== Directions ==
Report every line of the records that includes the word "given".

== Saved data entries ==
____________
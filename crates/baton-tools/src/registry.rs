//! Registry - Embedded tool registration and discovery
//!
//! Tools live in one registry per process. Which of them a given agent may
//! call is decided per request by the agent's tool set, not by the registry.

use crate::error::{Error, Result};
use baton_llm::SharedState;
use serde::{Deserialize, Serialize};
use std::collections::HashMap;
use std::sync::Arc;
use tracing::debug;

/// Tool category for organization
#[derive(Debug, Clone, Copy, PartialEq, Eq, Hash, Serialize, Deserialize)]
#[serde(rename_all = "lowercase")]
pub enum ToolCategory {
    /// File operations
    File,
    /// Shared blackboard access
    State,
    /// Utility operations
    Utility,
}

impl ToolCategory {
    /// Returns the string representation
    #[must_use]
    pub fn as_str(&self) -> &'static str {
        match self {
            Self::File => "file",
            Self::State => "state",
            Self::Utility => "utility",
        }
    }
}

/// Tool metadata and schema
#[derive(Debug, Clone, Serialize, Deserialize)]
pub struct ToolDefinition {
    /// Unique tool name
    pub name: String,
    /// Human-readable description
    pub description: String,
    /// JSON schema for parameters
    pub parameters: serde_json::Value,
    /// Tool category
    pub category: ToolCategory,
    /// Whether the tool is enabled
    pub enabled: bool,
}

impl ToolDefinition {
    /// Create a new tool definition
    #[must_use]
    pub fn new(name: impl Into<String>, description: impl Into<String>) -> Self {
        Self {
            name: name.into(),
            description: description.into(),
            parameters: serde_json::json!({
                "type": "object",
                "properties": {},
                "required": []
            }),
            category: ToolCategory::Utility,
            enabled: true,
        }
    }

    /// Set the parameters schema
    #[must_use]
    pub fn with_parameters(mut self, parameters: serde_json::Value) -> Self {
        self.parameters = parameters;
        self
    }

    /// Set the category
    #[must_use]
    pub fn with_category(mut self, category: ToolCategory) -> Self {
        self.category = category;
        self
    }

    /// Set enabled status
    #[must_use]
    pub fn with_enabled(mut self, enabled: bool) -> Self {
        self.enabled = enabled;
        self
    }
}

/// Result of a tool execution
#[derive(Debug, Clone, Serialize, Deserialize)]
pub struct ToolResult {
    /// Whether execution succeeded
    pub success: bool,
    /// Output data
    pub output: serde_json::Value,
    /// Error message if failed
    pub error: Option<String>,
    /// Execution duration in milliseconds
    pub duration_ms: u64,
}

impl ToolResult {
    /// Create a successful result
    #[must_use]
    pub fn success(output: serde_json::Value, duration_ms: u64) -> Self {
        Self {
            success: true,
            output,
            error: None,
            duration_ms,
        }
    }

    /// Create a failed result
    #[must_use]
    pub fn failure(error: impl Into<String>, duration_ms: u64) -> Self {
        Self {
            success: false,
            output: serde_json::Value::Null,
            error: Some(error.into()),
            duration_ms,
        }
    }

    /// Text handed back to the model
    #[must_use]
    pub fn to_content(&self) -> String {
        match (&self.error, &self.output) {
            (Some(err), _) => err.clone(),
            (None, serde_json::Value::String(s)) => s.clone(),
            (None, other) => other.to_string(),
        }
    }
}

/// Per-call context handed to tools
#[derive(Debug, Clone)]
pub struct ToolContext {
    /// Agent issuing the call
    pub agent: String,
    /// Blackboard of the current invocation
    pub shared_state: SharedState,
}

impl ToolContext {
    /// Create a context
    #[must_use]
    pub fn new(agent: impl Into<String>, shared_state: SharedState) -> Self {
        Self {
            agent: agent.into(),
            shared_state,
        }
    }
}

/// Trait for tool implementations
#[async_trait::async_trait]
pub trait Tool: Send + Sync {
    /// Get the tool definition
    fn definition(&self) -> &ToolDefinition;

    /// Execute the tool with given input
    async fn execute(&self, input: serde_json::Value, ctx: &ToolContext) -> Result<ToolResult>;

    /// Validate input before execution
    fn validate_input(&self, input: &serde_json::Value) -> Result<()> {
        if !input.is_object() {
            return Err(Error::InvalidInput("Input must be an object".to_string()));
        }
        Ok(())
    }
}

/// Registry for managing tools
pub struct ToolRegistry {
    tools: HashMap<String, Arc<dyn Tool>>,
    definitions: HashMap<String, ToolDefinition>,
}

impl Default for ToolRegistry {
    fn default() -> Self {
        Self::new()
    }
}

impl ToolRegistry {
    /// Create a new empty registry
    #[must_use]
    pub fn new() -> Self {
        Self {
            tools: HashMap::new(),
            definitions: HashMap::new(),
        }
    }

    /// Register a tool
    pub fn register(&mut self, tool: Arc<dyn Tool>) {
        let def = tool.definition();
        let name = def.name.clone();
        debug!(tool = %name, "Registering tool");
        self.definitions.insert(name.clone(), def.clone());
        self.tools.insert(name, tool);
    }

    /// Get a tool by name
    #[must_use]
    pub fn get(&self, name: &str) -> Option<Arc<dyn Tool>> {
        self.tools.get(name).cloned()
    }

    /// Get a tool definition by name
    #[must_use]
    pub fn get_definition(&self, name: &str) -> Option<&ToolDefinition> {
        self.definitions.get(name)
    }

    /// Check if a tool exists
    #[must_use]
    pub fn has(&self, name: &str) -> bool {
        self.tools.contains_key(name)
    }

    /// Sorted tool names
    #[must_use]
    pub fn list_names(&self) -> Vec<&str> {
        let mut names: Vec<&str> = self.tools.keys().map(|s| s.as_str()).collect();
        names.sort_unstable();
        names
    }

    /// Enabled tool definitions, sorted by name
    #[must_use]
    pub fn list_enabled(&self) -> Vec<&ToolDefinition> {
        let mut defs: Vec<&ToolDefinition> =
            self.definitions.values().filter(|d| d.enabled).collect();
        defs.sort_by(|a, b| a.name.cmp(&b.name));
        defs
    }

    /// Enable a tool
    pub fn enable(&mut self, name: &str) -> bool {
        if let Some(def) = self.definitions.get_mut(name) {
            def.enabled = true;
            true
        } else {
            false
        }
    }

    /// Disable a tool
    pub fn disable(&mut self, name: &str) -> bool {
        if let Some(def) = self.definitions.get_mut(name) {
            def.enabled = false;
            true
        } else {
            false
        }
    }

    /// Get tool count
    #[must_use]
    pub fn len(&self) -> usize {
        self.tools.len()
    }

    /// Check if registry is empty
    #[must_use]
    pub fn is_empty(&self) -> bool {
        self.tools.is_empty()
    }

    /// Enabled tools accepted by `allow`, in model-facing form
    #[must_use]
    pub fn to_llm_tools(&self, allow: impl Fn(&str) -> bool) -> Vec<baton_llm::ToolDefinition> {
        self.list_enabled()
            .into_iter()
            .filter(|def| allow(&def.name))
            .map(|def| {
                baton_llm::ToolDefinition::new(&def.name, &def.description, def.parameters.clone())
            })
            .collect()
    }

    /// Validate and run a tool
    pub async fn execute(
        &self,
        name: &str,
        input: serde_json::Value,
        ctx: &ToolContext,
    ) -> Result<ToolResult> {
        let tool = self
            .get(name)
            .ok_or_else(|| Error::NotFound(name.to_string()))?;
        if !self.definitions.get(name).is_some_and(|d| d.enabled) {
            return Err(Error::NotEnabled(name.to_string()));
        }
        tool.validate_input(&input)?;
        tool.execute(input, ctx).await
    }
}

#[cfg(test)]
mod tests {
    use super::*;

    struct UpperTool {
        definition: ToolDefinition,
    }

    #[async_trait::async_trait]
    impl Tool for UpperTool {
        fn definition(&self) -> &ToolDefinition {
            &self.definition
        }

        async fn execute(
            &self,
            input: serde_json::Value,
            _ctx: &ToolContext,
        ) -> Result<ToolResult> {
            let text = input["text"].as_str().unwrap_or_default().to_uppercase();
            Ok(ToolResult::success(serde_json::json!(text), 0))
        }
    }

    fn registry() -> ToolRegistry {
        let mut registry = ToolRegistry::new();
        registry.register(Arc::new(UpperTool {
            definition: ToolDefinition::new("upper", "Uppercase text"),
        }));
        registry.register(Arc::new(UpperTool {
            definition: ToolDefinition::new("shout", "Uppercase text").with_enabled(false),
        }));
        registry
    }

    #[test]
    fn test_tool_definition_builder() {
        let def = ToolDefinition::new("test_tool", "A test tool")
            .with_category(ToolCategory::File)
            .with_enabled(false);

        assert_eq!(def.name, "test_tool");
        assert_eq!(def.category, ToolCategory::File);
        assert!(!def.enabled);
    }

    #[test]
    fn test_tool_result() {
        let success = ToolResult::success(serde_json::json!({"data": "test"}), 100);
        assert!(success.success);
        assert!(success.error.is_none());
        assert_eq!(success.to_content(), r#"{"data":"test"}"#);

        let failure = ToolResult::failure("test error", 50);
        assert!(!failure.success);
        assert_eq!(failure.to_content(), "test error");
    }

    #[test]
    fn test_to_llm_tools_filters() {
        let registry = registry();
        assert_eq!(registry.len(), 2);
        assert_eq!(registry.to_llm_tools(|_| true).len(), 1);
        assert!(registry.to_llm_tools(|name| name != "upper").is_empty());
    }

    #[tokio::test]
    async fn test_execute_checks_enabled() {
        let registry = registry();
        let ctx = ToolContext::new("tester", SharedState::new());

        let out = registry
            .execute("upper", serde_json::json!({"text": "hi"}), &ctx)
            .await
            .unwrap();
        assert_eq!(out.to_content(), "HI");

        assert!(matches!(
            registry.execute("shout", serde_json::json!({}), &ctx).await,
            Err(Error::NotEnabled(_))
        ));
        assert!(matches!(
            registry.execute("missing", serde_json::json!({}), &ctx).await,
            Err(Error::NotFound(_))
        ));
        assert!(matches!(
            registry.execute("upper", serde_json::json!("x"), &ctx).await,
            Err(Error::InvalidInput(_))
        ));
    }
}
____________
== Solution to this exercise ==
//! Tools live in one registry per process. Which of them a given agent may
    /// Execute the tool with given input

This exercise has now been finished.